#### THE PROBLEM:
Below are the entries; return every line among them that holds the word "picked".

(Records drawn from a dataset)
^^^^
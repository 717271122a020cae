//! Input continuation tests.
//!
//! Every pending choice kind is raised by playing a card, answered through
//! `resolve_input`, and checked for the effect it resumes into.

use ideology_ccg::{
    end_turn, initialize_game, perform_mulligan, play_card, resolve_input, resolve_mulligan_phase,
    CardDatabase, Choice, ChoiceKind, DeckPreset, EffectArgs, GamePhase, GameState, InstanceId,
    Pile, PlayerId, RulesConfig, ZonePosition,
};

const CARDS: &str = r#"{
    "農場": {"name": "農場", "card_type": "WEALTH", "durability": 2},
    "銀行": {"name": "銀行", "card_type": "WEALTH", "durability": 4, "required_scale": 3},
    "マネー": {"name": "マネー", "card_type": "WEALTH", "durability": 1, "is_token": true, "scale_token": true},
    "求人": {
        "name": "求人", "card_type": "EVENT",
        "triggers": {"PLAY_EVENT_THIS": [
            {"effect_type": "PROCESS_ADD_CHOICE_CARD_TO_HAND",
             "args": {"player_id": "self", "options": ["農場", "銀行"]}}
        ]}
    },
    "回収": {
        "name": "回収", "card_type": "EVENT",
        "triggers": {"PLAY_EVENT_THIS": [
            {"effect_type": "PROCESS_CHOOSE_AND_MOVE_CARD_FROM_PILE",
             "args": {"player_id": "self", "source_piles": ["discard"], "destination_pile": "hand"}}
        ]}
    },
    "選別": {
        "name": "選別", "card_type": "EVENT",
        "triggers": {"PLAY_EVENT_THIS": [
            {"effect_type": "PROCESS_CARD_OPERATION",
             "args": {"player_id": "self", "operation": "move", "selection_method": "choice",
                      "source_piles": ["hand"], "destination_pile": "discard", "count": 2}}
        ]}
    },
    "換金": {
        "name": "換金", "card_type": "EVENT",
        "triggers": {"PLAY_EVENT_THIS": [
            {"effect_type": "PROCESS_REDUCE_MONEY_DURABILITY_AND_GAIN_SCALE", "args": {"player_id": "self"}}
        ]}
    },
    "買収": {
        "name": "買収", "card_type": "EVENT",
        "triggers": {"PLAY_EVENT_THIS": [
            {"effect_type": "PROCESS_CHOOSE_AND_BOUNCE_TO_WEALTH",
             "args": {"player_id": "self",
                      "next_effect": {"effect_type": "MODIFY_SCALE_RESERVE",
                                      "args": {"player_id": "self", "amount": 1}}}}
        ]}
    },
    "破壊工作": {
        "name": "破壊工作", "card_type": "EVENT",
        "triggers": {"PLAY_EVENT_THIS": [
            {"effect_type": "PROCESS_CHOOSE_AND_MODIFY_DURABILITY_TO_WEALTH",
             "args": {"player_id": "self", "amount": -1}}
        ]}
    }
}"#;

// =============================================================================
// Setup
// =============================================================================

fn started() -> GameState {
    let db = CardDatabase::from_json_str(CARDS).unwrap();
    let presets = vec![DeckPreset::new("農業", vec!["農場"; 20])];
    let config = RulesConfig::default().with_seed(3).with_first_player(PlayerId::FIRST);
    let state = initialize_game(db, &presets, "農業", "農業", config).unwrap();
    let state = perform_mulligan(state, PlayerId::FIRST, &[]);
    let state = perform_mulligan(state, PlayerId::SECOND, &[]);
    resolve_mulligan_phase(state)
}

fn put(state: &mut GameState, name: &str, player: PlayerId, pile: Pile) -> InstanceId {
    let id = state.create_instance(name, player).unwrap();
    state.insert_into_pile(id, player, pile, ZonePosition::Bottom);
    id
}

fn play(state: GameState, card: InstanceId) -> GameState {
    play_card(state, PlayerId::FIRST, card, EffectArgs::new())
}

fn hand_names(state: &GameState, player: PlayerId) -> Vec<String> {
    state
        .player(player)
        .hand
        .iter()
        .map(|&id| state.card(id).unwrap().name.clone())
        .collect()
}

// =============================================================================
// Card To Add
// =============================================================================

#[test]
fn test_card_to_add() {
    let mut state = started();
    let offer = put(&mut state, "求人", PlayerId::FIRST, Pile::Hand);

    let state = play(state, offer);
    let input = state.awaiting_input.clone().expect("choice pending");
    assert_eq!(input.kind, ChoiceKind::CardToAdd);
    assert_eq!(input.player, PlayerId::FIRST);
    assert_eq!(input.template_options, vec!["農場".to_string(), "銀行".to_string()]);
    assert_eq!(state.status.input_for, Some(PlayerId::FIRST));

    let state = resolve_input(state, Choice::Template("銀行".into()));

    assert!(state.awaiting_input.is_none());
    assert_eq!(state.status.input_for, None);
    assert!(hand_names(&state, PlayerId::FIRST).contains(&"銀行".to_string()));
    state.check_integrity().unwrap();
}

#[test]
fn test_unoffered_template_keeps_request() {
    let mut state = started();
    let offer = put(&mut state, "求人", PlayerId::FIRST, Pile::Hand);
    let state = play(state, offer);
    let pending = state.awaiting_input.clone();
    let hand = state.player(PlayerId::FIRST).hand.len();

    let state = resolve_input(state, Choice::Template("マネー".into()));

    assert_eq!(state.awaiting_input, pending);
    assert_eq!(state.status.input_for, Some(PlayerId::FIRST));
    assert_eq!(state.player(PlayerId::FIRST).hand.len(), hand);

    let state = resolve_input(state, Choice::Template("銀行".into()));

    assert!(state.awaiting_input.is_none());
    assert!(hand_names(&state, PlayerId::FIRST).contains(&"銀行".to_string()));
    assert_eq!(state.phase, GamePhase::Play);
}

// =============================================================================
// Card From Pile
// =============================================================================

#[test]
fn test_card_from_pile() {
    let mut state = started();
    let bank = put(&mut state, "銀行", PlayerId::FIRST, Pile::Discard);
    let salvage = put(&mut state, "回収", PlayerId::FIRST, Pile::Hand);

    let state = play(state, salvage);
    let input = state.awaiting_input.clone().expect("choice pending");
    assert_eq!(input.kind, ChoiceKind::CardFromPile);
    assert_eq!(input.options, vec![bank], "the played card itself is not offered");

    let state = resolve_input(state, Choice::Card(bank));

    assert_eq!(state.locate(bank), Some((PlayerId::FIRST, Pile::Hand)));
}

#[test]
fn test_empty_pile_asks_nothing() {
    let mut state = started();
    let salvage = put(&mut state, "回収", PlayerId::FIRST, Pile::Hand);

    let state = play(state, salvage);

    assert!(state.awaiting_input.is_none());
    assert_eq!(state.locate(salvage), Some((PlayerId::FIRST, Pile::Discard)));
}

// =============================================================================
// Cards For Operation
// =============================================================================

#[test]
fn test_cards_for_operation() {
    let mut state = started();
    let sort = put(&mut state, "選別", PlayerId::FIRST, Pile::Hand);

    let state = play(state, sort);
    let input = state.awaiting_input.clone().expect("choice pending");
    assert_eq!(input.kind, ChoiceKind::CardsForOperation);
    assert_eq!(input.count, 2);
    assert_eq!(input.options.len(), 6);

    let picked = vec![input.options[0], input.options[3]];
    let state = resolve_input(state, Choice::Cards(picked.clone()));

    for card in picked {
        assert_eq!(state.locate(card), Some((PlayerId::FIRST, Pile::Discard)));
    }
    assert_eq!(state.player(PlayerId::FIRST).hand.len(), 4);
}

#[test]
fn test_too_many_cards_keeps_request() {
    let mut state = started();
    let sort = put(&mut state, "選別", PlayerId::FIRST, Pile::Hand);
    let state = play(state, sort);
    let options = state.awaiting_input.clone().unwrap().options;

    let state = resolve_input(state, Choice::Cards(options[..3].to_vec()));

    assert!(state.awaiting_input.is_some());
    assert_eq!(state.player(PlayerId::FIRST).hand.len(), 6);

    let state = resolve_input(state, Choice::Cards(options[..2].to_vec()));

    assert!(state.awaiting_input.is_none());
    assert_eq!(state.player(PlayerId::FIRST).hand.len(), 4);
}

// =============================================================================
// Number
// =============================================================================

#[test]
fn test_number_converts_token_durability() {
    let mut state = started();
    let token = put(&mut state, "マネー", PlayerId::FIRST, Pile::Field);
    state.card_mut(token).unwrap().current_durability = 5;
    let cash = put(&mut state, "換金", PlayerId::FIRST, Pile::Hand);

    let state = play(state, cash);
    let input = state.awaiting_input.clone().expect("choice pending");
    assert_eq!(input.kind, ChoiceKind::Number);
    assert_eq!((input.min, input.max), (0, 5));
    assert!(input.prompt.as_deref().unwrap().contains("マネー"));

    let state = resolve_input(state, Choice::Number(3));

    assert_eq!(state.card(token).unwrap().current_durability, 2);
    assert_eq!(state.player(PlayerId::FIRST).scale, 3);
}

#[test]
fn test_number_out_of_range_keeps_request() {
    let mut state = started();
    let token = put(&mut state, "マネー", PlayerId::FIRST, Pile::Field);
    state.card_mut(token).unwrap().current_durability = 2;
    let cash = put(&mut state, "換金", PlayerId::FIRST, Pile::Hand);
    let state = play(state, cash);

    let state = resolve_input(state, Choice::Number(9));

    assert!(state.awaiting_input.is_some());
    assert_eq!(state.card(token).unwrap().current_durability, 2);
    assert_eq!(state.player(PlayerId::FIRST).scale, 0);

    let state = resolve_input(state, Choice::Number(2));

    assert!(state.awaiting_input.is_none());
    assert_eq!(state.player(PlayerId::FIRST).scale, 2);
}

// =============================================================================
// Card For Effect
// =============================================================================

#[test]
fn test_card_for_effect_then_chained_effect() {
    let mut state = started();
    let farm = put(&mut state, "農場", PlayerId::SECOND, Pile::Field);
    let bribe = put(&mut state, "買収", PlayerId::FIRST, Pile::Hand);

    let state = play(state, bribe);
    let input = state.awaiting_input.clone().expect("choice pending");
    assert_eq!(input.kind, ChoiceKind::CardForEffect);
    assert_eq!(input.options, vec![farm]);
    assert_eq!(state.player(PlayerId::FIRST).scale, 0, "chained effect waits for the choice");

    let state = resolve_input(state, Choice::Card(farm));

    assert_eq!(state.locate(farm), Some((PlayerId::SECOND, Pile::Hand)));
    assert_eq!(state.player(PlayerId::FIRST).scale, 1);
}

#[test]
fn test_chosen_wealth_takes_damage() {
    let mut state = started();
    let bank = put(&mut state, "銀行", PlayerId::SECOND, Pile::Field);
    let sabotage = put(&mut state, "破壊工作", PlayerId::FIRST, Pile::Hand);

    let state = play(state, sabotage);
    let state = resolve_input(state, Choice::Card(bank));

    assert_eq!(state.card(bank).unwrap().current_durability, 3);
}

#[test]
fn test_wrong_choice_shape_keeps_request() {
    let mut state = started();
    let farm = put(&mut state, "農場", PlayerId::SECOND, Pile::Field);
    let bribe = put(&mut state, "買収", PlayerId::FIRST, Pile::Hand);
    let state = play(state, bribe);

    let before = serde_json::to_value(&state).unwrap();

    let state = resolve_input(state, Choice::Number(1));

    assert_eq!(serde_json::to_value(&state).unwrap(), before);
    assert_eq!(state.locate(farm), Some((PlayerId::SECOND, Pile::Field)));

    let state = resolve_input(state, Choice::Card(farm));

    assert_eq!(state.locate(farm), Some((PlayerId::SECOND, Pile::Hand)));
}

// =============================================================================
// Blocking
// =============================================================================

#[test]
fn test_pending_input_blocks_actions() {
    let mut state = started();
    let offer = put(&mut state, "求人", PlayerId::FIRST, Pile::Hand);
    let farm = put(&mut state, "農場", PlayerId::FIRST, Pile::Hand);
    let state = play(state, offer);

    let state = play(state, farm);
    assert_eq!(state.locate(farm), Some((PlayerId::FIRST, Pile::Hand)));

    let state = end_turn(state);
    assert_eq!(state.current_turn, PlayerId::FIRST);
    assert!(state.awaiting_input.is_some());
}

#[test]
fn test_resolve_without_pending_input_is_noop() {
    let state = started();
    let turn = state.turn_number;

    let state = resolve_input(state, Choice::Number(1));

    assert_eq!(state.turn_number, turn);
    assert_eq!(state.phase, GamePhase::Play);
}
^^^^
#### THE ANSWER:
    let picked = vec![input.options[0], input.options[3]];
    let state = resolve_input(state, Choice::Cards(picked.clone()));
    for card in picked {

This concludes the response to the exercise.